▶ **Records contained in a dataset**
+ + + + + + +
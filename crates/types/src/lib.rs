//! Core types module - shared data structures and constants
//!
//! This module defines the fundamental types used throughout the engine.
//! All types are pure data structures with no external dependencies, making them
//! usable in any context (engine logic, rendering, persistence).
//!
//! # Board Dimensions
//!
//! - **Side**: 10 cells, square (indexed 0-9 on both axes)
//! - **Coordinates**: `(x, y)` where x is the column and y is the row
//!
//! # Shape Supply Constants
//!
//! | Constant | Value | Description |
//! |----------|-------|-------------|
//! | `TEMPLATE_SIDE` | 3 | Local grid side of every catalog template |
//! | `TRAY_SIZE` | 3 | Shapes offered per tray |
//! | `PALETTE_SIZE` | 4 | Colors a shape can be tagged with |
//! | `RARE_WEIGHT` | 1 | Multiset weight of the dot and the full block |
//! | `COMMON_WEIGHT` | 4 | Multiset weight of every other template |
//!
//! # Scoring
//!
//! Clearing `k` lines in one placement awards `LINE_CLEAR_BASE * k * k` points.
//!
//! # Examples
//!
//! ```
//! use gridblock_types::{ColorTag, Rotation, WeightClass, GRID_SIZE, PALETTE_SIZE};
//!
//! assert_eq!(ColorTag::ALL.len(), PALETTE_SIZE);
//!
//! // Rotate
//! assert_eq!(Rotation::North.rotate_cw(), Rotation::East);
//! assert_eq!(Rotation::from_quarter_turns(5), Rotation::East);
//!
//! // Weights
//! assert_eq!(WeightClass::Common.weight(), 4);
//!
//! assert_eq!(GRID_SIZE, 10);
//! ```

/// Board side length in cells (the board is `GRID_SIZE` x `GRID_SIZE`)
pub const GRID_SIZE: u8 = 10;

/// Total number of cells on the board
pub const BOARD_CELLS: usize = (GRID_SIZE as usize) * (GRID_SIZE as usize);

/// Side length of the local grid every catalog template is defined on
pub const TEMPLATE_SIDE: u8 = 3;

/// Number of shapes offered in a freshly generated tray
pub const TRAY_SIZE: usize = 3;

/// Number of distinct color tags
pub const PALETTE_SIZE: usize = 4;

/// Points per cleared line before the multi-line multiplier
pub const LINE_CLEAR_BASE: u32 = 100;

/// Multiset weight of a rare template
pub const RARE_WEIGHT: u32 = 1;

/// Multiset weight of a common template
pub const COMMON_WEIGHT: u32 = 4;

/// Display color attached to a shape and carried into every cell it fills
///
/// The tag is opaque to the engine; it only matters to rendering.
#[derive(Debug, Clone, Copy, PartialEq, Eq, Hash)]
pub enum ColorTag {
    Blue,
    Red,
    Green,
    Purple,
}

impl ColorTag {
    /// Every color in palette order
    pub const ALL: [ColorTag; PALETTE_SIZE] =
        [ColorTag::Blue, ColorTag::Red, ColorTag::Green, ColorTag::Purple];
}

/// A cell on the board
///
/// - `None`: Empty cell
/// - `Some(ColorTag)`: Cell occupied by a shape of that color
pub type Cell = Option<ColorTag>;

/// Orientation of a shape, in clockwise quarter turns from its template
///
/// The rotation cycle goes: North → East → South → West → North
#[derive(Debug, Clone, Copy, PartialEq, Eq, Hash, Default)]
pub enum Rotation {
    #[default]
    North,
    East,
    South,
    West,
}

impl Rotation {
    /// All four orientations in clockwise order
    pub const ALL: [Rotation; 4] = [
        Rotation::North,
        Rotation::East,
        Rotation::South,
        Rotation::West,
    ];

    /// Rotate clockwise (90°)
    ///
    /// # Examples
    ///
    /// ```
    /// use gridblock_types::Rotation;
    ///
    /// assert_eq!(Rotation::North.rotate_cw(), Rotation::East);
    /// assert_eq!(Rotation::West.rotate_cw(), Rotation::North);
    /// ```
    pub fn rotate_cw(&self) -> Self {
        match self {
            Rotation::North => Rotation::East,
            Rotation::East => Rotation::South,
            Rotation::South => Rotation::West,
            Rotation::West => Rotation::North,
        }
    }

    /// Number of clockwise quarter turns (0-3)
    pub fn quarter_turns(&self) -> u8 {
        match self {
            Rotation::North => 0,
            Rotation::East => 1,
            Rotation::South => 2,
            Rotation::West => 3,
        }
    }

    /// Orientation reached after `turns` clockwise quarter turns (taken mod 4)
    pub fn from_quarter_turns(turns: u8) -> Self {
        Rotation::ALL[(turns % 4) as usize]
    }
}

/// Selection weight class of a catalog template
///
/// - **Rare**: appears once in the weighted multiset and is never rotated
/// - **Common**: appears four times and gets a random orientation
#[derive(Debug, Clone, Copy, PartialEq, Eq, Hash)]
pub enum WeightClass {
    Rare,
    Common,
}

impl WeightClass {
    /// Multiplicity of the template in the weighted multiset
    pub fn weight(&self) -> u32 {
        match self {
            WeightClass::Rare => RARE_WEIGHT,
            WeightClass::Common => COMMON_WEIGHT,
        }
    }
}

/// Feedback class of a placement's line clear
///
/// Presentation uses it to pick single- vs multi-line effects.
#[derive(Debug, Clone, Copy, PartialEq, Eq, Hash)]
pub enum LineClearKind {
    None,
    Single,
    Multi,
}

impl LineClearKind {
    pub fn from_count(lines: u32) -> Self {
        match lines {
            0 => LineClearKind::None,
            1 => LineClearKind::Single,
            _ => LineClearKind::Multi,
        }
    }
}
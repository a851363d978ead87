//! Durable high-score store
//!
//! Persists the all-time high score as a single JSON object:
//!
//! ```text
//! {"high_score": 1200}
//! ```
//!
//! A missing file means "no prior score". A file that cannot be read, is not
//! valid JSON, lacks the `high_score` key or holds a non-integer value is
//! reported as a [`StoreError`]; sessions log it and start from 0.
//!
//! # Environment Variables
//!
//! - `GRIDBLOCK_HIGH_SCORE_PATH`: location of the file (default: `high_score.json`
//!   in the working directory)

use std::fs;
use std::io::ErrorKind;
use std::path::{Path, PathBuf};

use serde::{Deserialize, Serialize};
use tracing::debug;

use gridblock_core::persist::{HighScoreStore, StoreError};

/// Default file name, relative to the working directory
pub const DEFAULT_HIGH_SCORE_FILE: &str = "high_score.json";

/// Environment variable overriding the file location
pub const HIGH_SCORE_PATH_ENV: &str = "GRIDBLOCK_HIGH_SCORE_PATH";

/// On-disk record
#[derive(Debug, Clone, Copy, PartialEq, Eq, Serialize, Deserialize)]
struct HighScoreRecord {
    high_score: u32,
}

/// Store configuration
#[derive(Debug, Clone, PartialEq, Eq)]
pub struct StoreConfig {
    pub path: PathBuf,
}

impl Default for StoreConfig {
    fn default() -> Self {
        Self {
            path: PathBuf::from(DEFAULT_HIGH_SCORE_FILE),
        }
    }
}

impl StoreConfig {
    /// Create from environment variables, falling back to the defaults
    pub fn from_env() -> Self {
        Self::from_path_var(std::env::var(HIGH_SCORE_PATH_ENV).ok())
    }

    fn from_path_var(value: Option<String>) -> Self {
        value
            .map(|s| s.trim().to_string())
            .filter(|s| !s.is_empty())
            .map(|path| Self {
                path: PathBuf::from(path),
            })
            .unwrap_or_default()
    }
}

/// High score kept in a JSON file
#[derive(Debug, Clone, PartialEq, Eq)]
pub struct JsonFileStore {
    path: PathBuf,
}

impl JsonFileStore {
    pub fn new(path: impl Into<PathBuf>) -> Self {
        Self { path: path.into() }
    }

    pub fn from_config(config: &StoreConfig) -> Self {
        Self::new(config.path.clone())
    }

    pub fn path(&self) -> &Path {
        &self.path
    }

    fn display_path(&self) -> String {
        self.path.display().to_string()
    }
}

impl Default for JsonFileStore {
    fn default() -> Self {
        Self::from_config(&StoreConfig::default())
    }
}

impl HighScoreStore for JsonFileStore {
    fn load(&self) -> Result<Option<u32>, StoreError> {
        let data = match fs::read_to_string(&self.path) {
            Ok(data) => data,
            Err(e) if e.kind() == ErrorKind::NotFound => {
                debug!(path = %self.path.display(), "no high score file yet");
                return Ok(None);
            }
            Err(e) => {
                return Err(StoreError::Unreadable {
                    path: self.display_path(),
                    message: e.to_string(),
                })
            }
        };

        let record: HighScoreRecord =
            serde_json::from_str(&data).map_err(|e| StoreError::Corrupt {
                path: self.display_path(),
                message: e.to_string(),
            })?;
        debug!(path = %self.path.display(), high_score = record.high_score, "loaded high score");
        Ok(Some(record.high_score))
    }

    fn save(&mut self, high_score: u32) -> Result<(), StoreError> {
        let write_failed = |message: String| StoreError::WriteFailed {
            path: self.display_path(),
            message,
        };

        if let Some(parent) = self.path.parent().filter(|p| !p.as_os_str().is_empty()) {
            fs::create_dir_all(parent).map_err(|e| write_failed(e.to_string()))?;
        }
        let data = serde_json::to_string(&HighScoreRecord { high_score })
            .map_err(|e| write_failed(e.to_string()))?;
        fs::write(&self.path, data).map_err(|e| write_failed(e.to_string()))?;

        debug!(path = %self.path.display(), high_score, "saved high score");
        Ok(())
    }
}
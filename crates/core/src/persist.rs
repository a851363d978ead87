//! Persistence seam for the high score
//!
//! The engine only needs to read one integer at session start and rewrite it
//! when a new high score is reached. Stores distinguish "no prior score"
//! (`Ok(None)`) from a store that exists but cannot be used (`Err`); neither
//! case is fatal to a session.

use derive_more::{Display, Error};
use tracing::warn;

/// Failure reported by a [`HighScoreStore`]
#[derive(Debug, Clone, PartialEq, Eq, Display, Error)]
pub enum StoreError {
    #[display("high score store {path} is unreadable: {message}")]
    Unreadable { path: String, message: String },
    #[display("high score store {path} is corrupt: {message}")]
    Corrupt { path: String, message: String },
    #[display("failed to write high score to {path}: {message}")]
    WriteFailed { path: String, message: String },
}

/// Durable home of the all-time high score
pub trait HighScoreStore {
    /// Read the stored high score; `Ok(None)` when nothing has been stored yet
    fn load(&self) -> Result<Option<u32>, StoreError>;

    /// Replace the stored high score
    fn save(&mut self, high_score: u32) -> Result<(), StoreError>;
}

/// Load a high score, treating any failure as "no prior score"
pub fn load_or_default<S: HighScoreStore + ?Sized>(store: &S) -> u32 {
    match store.load() {
        Ok(Some(score)) => score,
        Ok(None) => 0,
        Err(err) => {
            warn!(error = %err, "ignoring unusable high score store");
            0
        }
    }
}

/// Process-local store, for headless play and tests
#[derive(Debug, Clone, Default, PartialEq, Eq)]
pub struct MemoryStore {
    high_score: Option<u32>,
    writes: u32,
}

impl MemoryStore {
    pub fn new() -> Self {
        Self::default()
    }

    pub fn with_high_score(high_score: u32) -> Self {
        Self {
            high_score: Some(high_score),
            writes: 0,
        }
    }

    pub fn high_score(&self) -> Option<u32> {
        self.high_score
    }

    /// Number of successful saves
    pub fn writes(&self) -> u32 {
        self.writes
    }
}

impl HighScoreStore for MemoryStore {
    fn load(&self) -> Result<Option<u32>, StoreError> {
        Ok(self.high_score)
    }

    fn save(&mut self, high_score: u32) -> Result<(), StoreError> {
        self.high_score = Some(high_score);
        self.writes += 1;
        Ok(())
    }
}

impl<S: HighScoreStore + ?Sized> HighScoreStore for Box<S> {
    fn load(&self) -> Result<Option<u32>, StoreError> {
        (**self).load()
    }

    fn save(&mut self, high_score: u32) -> Result<(), StoreError> {
        (**self).save(high_score)
    }
}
+ + + + + + +
▶ **EXERCISE PROMPT**
Beginning with the opening line above, retype the records exactly through the line with "distinct color tags", both ends included.

▶ **FINISHED TASK**
filename crates/types/src/lib.rs
//! Core types module - shared data structures and constants
//!
//! This module defines the fundamental types used throughout the engine.
//! All types are pure data structures with no external dependencies, making them
//! usable in any context (engine logic, rendering, persistence).
//!
//! # Board Dimensions
//!
//! - **Side**: 10 cells, square (indexed 0-9 on both axes)
//! - **Coordinates**: `(x, y)` where x is the column and y is the row
//!
//! # Shape Supply Constants
//!
//! | Constant | Value | Description |
//! |----------|-------|-------------|
//! | `TEMPLATE_SIDE` | 3 | Local grid side of every catalog template |
//! | `TRAY_SIZE` | 3 | Shapes offered per tray |
//! | `PALETTE_SIZE` | 4 | Colors a shape can be tagged with |
//! | `RARE_WEIGHT` | 1 | Multiset weight of the dot and the full block |
//! | `COMMON_WEIGHT` | 4 | Multiset weight of every other template |
//!
//! # Scoring
//!
//! Clearing `k` lines in one placement awards `LINE_CLEAR_BASE * k * k` points.
//!
//! # Examples
//!
//! ```
//! use gridblock_types::{ColorTag, Rotation, WeightClass, GRID_SIZE, PALETTE_SIZE};
//!
//! assert_eq!(ColorTag::ALL.len(), PALETTE_SIZE);
//!
//! // Rotate
//! assert_eq!(Rotation::North.rotate_cw(), Rotation::East);
//! assert_eq!(Rotation::from_quarter_turns(5), Rotation::East);
//!
//! // Weights
//! assert_eq!(WeightClass::Common.weight(), 4);
//!
//! assert_eq!(GRID_SIZE, 10);
//! ```

/// Board side length in cells (the board is `GRID_SIZE` x `GRID_SIZE`)
pub const GRID_SIZE: u8 = 10;

/// Total number of cells on the board
pub const BOARD_CELLS: usize = (GRID_SIZE as usize) * (GRID_SIZE as usize);

/// Side length of the local grid every catalog template is defined on
pub const TEMPLATE_SIDE: u8 = 3;

/// Number of shapes offered in a freshly generated tray
pub const TRAY_SIZE: usize = 3;

/// Number of distinct color tags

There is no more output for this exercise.